I really wasn't being sarcastic earlier...I was actually sincere when I said that more users could use the Talker/80. In fact, if I can't get the original to work reliably, I might become a customer myself.

I'll take a peek at the resistors. Sorry for the simple hardware question, but if I use my meter in Ohms mode, can I safely put the meter on the contacts of each resistor to measure resistance, or could that damage anything else in the circuit? Do I need to de-solder a resistor to test it?
 
I really wasn't being sarcastic earlier...I was actually sincere when I said that more users could use the Talker/80. In fact, if I can't get the original to work reliably, I might become a customer myself.

I'll take a peek at the resistors. Sorry for the simple hardware question, but if I use my meter in Ohms mode, can I safely put the meter on the contacts of each resistor to measure resistance, or could that damage anything else in the circuit? Do I need to de-solder a resistor to test it?

You don't need to de-solder them. But make sure everything is powered down. It is unlikely that they went bad, but I had a case where a ceramics resistor somehow broke because of tension over time.

Next, I would probably try replacing / socketing the glue support chips. Not sure how difficult that is. IC4,5,7,10 make up the FIFO. IC1 is an inverter for the WR signal, etc. These chips should all still be available.
 
The resistor packs on the synthesizer board test okay...right resistance, within tolerance. I also have checked the edge connector for shorts between pins, but didn't turn up anything.

The fact that the problem occurs even when no power is applied to the synthesizer is a bit confusing to me. I can reproduce the problem as long as the synthesizer connector is attached to the system, even if the synthesizer is completely powered down. If I physically detach the synthesizer, the system works flawlessly. But as soon as the system is running with the synthesizer cable attached, I get the apparent random changes to RAM, typically manifesting as nonsensical errors reported in the BASIC program (even though the program source code hasn't changed), and sometimes as single-character changes to the contents of displayed strings. A new symptom I have seen recently is a spontaneous reboot, but I suspect that randomly writing to just the right locations could trigger that behavior. I have again thoroughly cleaned all the contacts, and have ordered some gold-plug-like edge card parts, just to cover all the bases.

I'm going to start looking at socketing/replacing other chips as time permits. Other priorities have gotten in the way of doing that.
 
Maybe it is really the Model 1... you could try with another Model 1 (or ask someone from here to hook it up to their system). Just an idea.

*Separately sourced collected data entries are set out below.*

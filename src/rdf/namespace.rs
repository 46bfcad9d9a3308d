//! RDF namespace and prefix management
//!
//! This module handles namespace prefixes for compact IRI notation and the
//! two application namespaces (generic domain vs. BACnet protocol) that
//! metric properties are routed into.

use super::types::{NamedNode, RdfResult};
use indexmap::IndexMap;
use thiserror::Error;

/// Prefix errors
#[derive(Error, Debug)]
pub enum PrefixError {
    /// Unknown prefix
    #[error("Unknown prefix: {0}")]
    UnknownPrefix(String),

    /// Invalid IRI
    #[error("Invalid IRI: {0}")]
    InvalidIri(String),
}

pub type PrefixResult<T> = Result<T, PrefixError>;

/// Namespace (prefix → IRI mapping)
#[derive(Debug, Clone, PartialEq, Eq)]
pub struct Namespace {
    /// Prefix
    pub prefix: String,
    /// IRI
    pub iri: String,
}

impl Namespace {
    /// Create a new namespace
    pub fn new(prefix: impl Into<String>, iri: impl Into<String>) -> Self {
        Self {
            prefix: prefix.into(),
            iri: iri.into(),
        }
    }

    /// Build the IRI for a local name inside this namespace
    pub fn term(&self, local: &str) -> RdfResult<NamedNode> {
        NamedNode::new(format!("{}{}", self.iri, local))
    }
}

/// Which of the two application namespaces a property belongs to
#[derive(Debug, Clone, Copy, PartialEq, Eq, Hash)]
pub enum NamespaceKind {
    /// Generic building-telemetry concepts (`corona:`)
    Domain,
    /// BACnet protocol-specific concepts (`bacnet:`)
    Protocol,
}

/// The two configured application namespaces, resolved once at startup
#[derive(Debug, Clone, PartialEq, Eq)]
pub struct Namespaces {
    pub domain: Namespace,
    pub protocol: Namespace,
}

impl Namespaces {
    pub fn new(domain: Namespace, protocol: Namespace) -> Self {
        Self { domain, protocol }
    }

    pub fn get(&self, kind: NamespaceKind) -> &Namespace {
        match kind {
            NamespaceKind::Domain => &self.domain,
            NamespaceKind::Protocol => &self.protocol,
        }
    }

    /// Term in the generic domain namespace
    pub fn domain_term(&self, local: &str) -> RdfResult<NamedNode> {
        self.domain.term(local)
    }
}

/// Namespace manager with common prefixes
///
/// Prefixes keep their registration order so that serialized documents are
/// reproducible.
#[derive(Debug, Clone)]
pub struct NamespaceManager {
    /// Prefix → IRI mappings
    prefixes: IndexMap<String, String>,
}

impl NamespaceManager {
    /// Create a new namespace manager with the standard vocabularies
    pub fn new() -> Self {
        let mut mgr = Self {
            prefixes: IndexMap::new(),
        };

        mgr.add_prefix("rdf", "http://www.w3.org/1999/02/22-rdf-syntax-ns#");
        mgr.add_prefix("rdfs", "http://www.w3.org/2000/01/rdf-schema#");
        mgr.add_prefix("xsd", "http://www.w3.org/2001/XMLSchema#");
        mgr.add_prefix("sh", "http://www.w3.org/ns/shacl#");

        mgr
    }

    /// Standard vocabularies plus the two application namespaces
    pub fn with_namespaces(namespaces: &Namespaces) -> Self {
        let mut mgr = Self::new();
        for ns in [&namespaces.domain, &namespaces.protocol] {
            mgr.add_prefix(ns.prefix.clone(), ns.iri.clone());
        }
        mgr
    }

    /// Add a prefix
    pub fn add_prefix(&mut self, prefix: impl Into<String>, iri: impl Into<String>) {
        self.prefixes.insert(prefix.into(), iri.into());
    }

    /// Get IRI for a prefix
    pub fn get_iri(&self, prefix: &str) -> PrefixResult<&str> {
        self.prefixes
            .get(prefix)
            .map(|s| s.as_str())
            .ok_or_else(|| PrefixError::UnknownPrefix(prefix.to_string()))
    }

    /// Expand a compact IRI (prefix:local) to full IRI
    pub fn expand(&self, compact_iri: &str) -> PrefixResult<String> {
        if let Some(pos) = compact_iri.find(':') {
            let prefix = &compact_iri[..pos];
            let local = &compact_iri[pos + 1..];
            let iri = self.get_iri(prefix)?;
            Ok(format!("{}{}", iri, local))
        } else {
            Err(PrefixError::InvalidIri(compact_iri.to_string()))
        }
    }

    /// Compact an IRI using the longest matching namespace
    ///
    /// Returns `None` when no namespace matches or the remainder is not
    /// usable as a Turtle local name.
    pub fn compact(&self, iri: &str) -> Option<String> {
        self.prefixes
            .iter()
            .filter(|(_, ns)| iri.starts_with(ns.as_str()))
            .max_by_key(|(_, ns)| ns.len())
            .and_then(|(prefix, ns)| {
                let local = &iri[ns.len()..];
                is_local_name(local).then(|| format!("{}:{}", prefix, local))
            })
    }

    /// Get all registered prefixes in registration order
    pub fn prefixes(&self) -> Vec<Namespace> {
        self.prefixes
            .iter()
            .map(|(prefix, iri)| Namespace::new(prefix.clone(), iri.clone()))
            .collect()
    }
}

impl Default for NamespaceManager {
    fn default() -> Self {
        Self::new()
    }
}

// Conservative subset of PN_LOCAL: no escapes, no percent-encoding, no ':'.
fn is_local_name(local: &str) -> bool {
    let mut chars = local.chars();
    let Some(first) = chars.next() else {
        return false;
    };
    if !(is_pn_chars_u(first) || first.is_ascii_digit()) || local.ends_with('.') {
        return false;
    }
    chars.all(|c| is_pn_chars(c) || c == '.')
}

// PN_CHARS_BASE plus '_'
fn is_pn_chars_u(c: char) -> bool {
    matches!(c,
        'A'..='Z'
        | 'a'..='z'
        | '_'
        | '\u{C0}'..='\u{D6}'
        | '\u{D8}'..='\u{F6}'
        | '\u{F8}'..='\u{2FF}'
        | '\u{370}'..='\u{37D}'
        | '\u{37F}'..='\u{1FFF}'
        | '\u{200C}'..='\u{200D}'
        | '\u{2070}'..='\u{218F}'
        | '\u{2C00}'..='\u{2FEF}'
        | '\u{3001}'..='\u{D7FF}'
        | '\u{F900}'..='\u{FDCF}'
        | '\u{FDF0}'..='\u{FFFD}'
        | '\u{10000}'..='\u{EFFFF}')
}

fn is_pn_chars(c: char) -> bool {
    is_pn_chars_u(c)
        || matches!(c, '-' | '0'..='9' | '\u{B7}' | '\u{300}'..='\u{36F}' | '\u{203F}'..='\u{2040}')
}

#[cfg(test)]
mod tests {
    use super::*;

    fn app_namespaces() -> Namespaces {
        Namespaces::new(
            Namespace::new("corona", "http://example.com/corona#"),
            Namespace::new("bacnet", "http://example.com/bacnet#"),
        )
    }

    #[test]
    fn test_common_prefixes() {
        let mgr = NamespaceManager::new();

        assert_eq!(
            mgr.get_iri("rdf").unwrap(),
            "http://www.w3.org/1999/02/22-rdf-syntax-ns#"
        );
        assert_eq!(mgr.get_iri("xsd").unwrap(), "http://www.w3.org/2001/XMLSchema#");
        assert!(matches!(mgr.get_iri("foaf"), Err(PrefixError::UnknownPrefix(_))));
    }

    #[test]
    fn test_expand() {
        let mgr = NamespaceManager::with_namespaces(&app_namespaces());

        let expanded = mgr.expand("bacnet:readPropertyRequests").unwrap();
        assert_eq!(expanded, "http://example.com/bacnet#readPropertyRequests");

        assert!(mgr.expand("noprefix").is_err());
    }

    #[test]
    fn test_compact() {
        let mgr = NamespaceManager::with_namespaces(&app_namespaces());

        assert_eq!(
            mgr.compact("http://example.com/corona#metric-identifier"),
            Some("corona:metric-identifier".to_string())
        );
        assert_eq!(
            mgr.compact("http://www.w3.org/1999/02/22-rdf-syntax-ns#type"),
            Some("rdf:type".to_string())
        );
        assert_eq!(mgr.compact("http://other.org/x"), None);
        // remainder that cannot be a local name stays a full IRI
        assert_eq!(mgr.compact("http://example.com/corona#a/b"), None);
        assert_eq!(mgr.compact("http://example.com/corona#"), None);
        // outside the PN_CHARS ranges
        assert_eq!(mgr.compact("http://example.com/corona#m²"), None);
        assert_eq!(mgr.compact("http://example.com/corona#a½"), None);
        assert_eq!(
            mgr.compact("http://example.com/corona#café"),
            Some("corona:café".to_string())
        );
    }

    #[test]
    fn test_compact_prefers_longest_namespace() {
        let mut mgr = NamespaceManager::new();
        mgr.add_prefix("ex", "http://example.org/");
        mgr.add_prefix("dev", "http://example.org/device/");

        assert_eq!(
            mgr.compact("http://example.org/device/gw1"),
            Some("dev:gw1".to_string())
        );
    }

    #[test]
    fn test_prefix_order_is_registration_order() {
        let mgr = NamespaceManager::with_namespaces(&app_namespaces());
        let prefixes: Vec<String> = mgr.prefixes().into_iter().map(|n| n.prefix).collect();
        assert_eq!(prefixes, vec!["rdf", "rdfs", "xsd", "sh", "corona", "bacnet"]);
    }

    #[test]
    fn test_namespace_term() {
        let ns = app_namespaces();
        let node = ns.get(NamespaceKind::Protocol).term("whoIsRequestsSent").unwrap();
        assert_eq!(node.as_str(), "http://example.com/bacnet#whoIsRequestsSent");
    }
}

I got random changes to the RAM when my 5V voltage was too low. Have you checked that? Connecting the Voice Synthesizer might result in enough voltage drop (somewhere) to have the RAM voltage too low? Is your PSU good?
 
Thanks for the tip.

I only have one Model I computer, but I do have four different original power supplies, and have tried them all with the same results (using two at a time, in different combinations, for powering the keyboard unit and the expansion interface).

I seem to recall seeing a video some time back showing exactly where to test the voltages on the motherboard in the keyboard unit, and a way to slightly adjust the voltages if they're not quite correct. I'll hunt that down, if possible, crack open the keyboard unit case, and see what's happening voltage-wise.